For you guys that do both..
ZOG?
Yes. Put the Jitz training on the back burner until your Muay Thai fight is done. A few weeks off won't hurt your technique much. It might be extra amount of work you need in your Muay Thai to save your face from being punched tho.
Depends on your goals. My guys continue to do both, up until a week before, last week of a camp is recovery week so they only focus on technique, strategy, and weight maintainence. . A 6-8 week camp can be very monotonous, rigourous training. Mixing it up with a little jits (lets say 2x a week) with very light rolling can help ease some of the normal pre-fight stressors and help weight cuts. However I do isolate who is fighting and who is not fighting during class (partner fighters up with each other), so they know to go easy and "play" so it limits injuries. Now obviously in this case its guys fighting Muay Thai, but they continue with training a bit of Jiu Jitsu. Its the same when we have Jiu Jitsu tournies coming up and they witll cut back on their MT, but maybe still jump in a thai pad class or bag circuit class to mix it up as well.
Thanks, we had some issues with some MMA fights lately, and I feel it is partly because some very good training partners for the MMA fighters stopped coming to BJJ class two months before MT nationals this July,because they are focused on those. The MMA fighters suffered some because of this, mostly because our gym is on the small side, we need every guy rolling we can get. Went from 15+ on the mats to 4-6. This is a very hard core dedicated MT gym. Interesting gym/team dynamic that is all new to me. Since I don't do MT and just love the BJJ, I wanted to get an opinion from a MT perspective.
I still box in preparation for my grappling comps.
Now I'm not gonna try and say that boxing improves your grappling as that would be too broad a statement, but for me personally it really does.

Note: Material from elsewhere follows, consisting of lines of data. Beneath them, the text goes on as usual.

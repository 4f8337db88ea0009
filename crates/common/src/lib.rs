//! Shared types for the session workspace
//!
//! Configuration/I-O error plumbing and the `Secret` wrapper used for every
//! bearer and refresh token that crosses a crate boundary.

mod error;
mod secret;

pub use error::{Error, Result};
pub use secret::Secret;
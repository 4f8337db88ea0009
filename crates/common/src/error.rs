//! Configuration and I/O errors shared by the library crates and the agent

use thiserror::Error;

/// Error raised while loading or validating configuration
#[derive(Error, Debug)]
pub enum Error {
    #[error("Configuration error: {0}")]
    Config(String),

    #[error("I/O error: {0}")]
    Io(#[from] std::io::Error),

    #[error("TOML parse error: {0}")]
    Toml(#[from] toml::de::Error),
}

/// Result alias using common Error
pub type Result<T> = std::result::Result<T, Error>;

#[cfg(test)]
mod tests {
    use super::*;

    #[test]
    fn config_error_display() {
        let err = Error::Config("scopes must not be empty".into());
        assert_eq!(
            err.to_string(),
            "Configuration error: scopes must not be empty"
        );
    }

    #[test]
    fn io_error_converts_with_prefix() {
        let err: Error =
            std::io::Error::new(std::io::ErrorKind::NotFound, "no such file").into();
        assert!(err.to_string().starts_with("I/O error:"), "got: {err}");
    }

    #[test]
    fn toml_error_converts() {
        let parse_err = toml::from_str::<toml::Table>("not valid {{{{").unwrap_err();
        let err: Error = parse_err.into();
        assert!(
            format!("{err:?}").contains("Toml"),
            "Debug should include variant name, got: {err:?}"
        );
    }
}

And not the techniques themselves, obviously, but whether its just a case of getting in a good workout that doesnt involve more grappling and at the same time developing reflexes, core strength, balance and fighting under pressure or just purely a mental thing I feel like its something that supplements my grappling as well as the obvious benefits it gives me for MMA.
It'll help keep you loose, and can only supplement your clinch / takedown training. Focus should be on Thai but I wouldn't cut it away all together.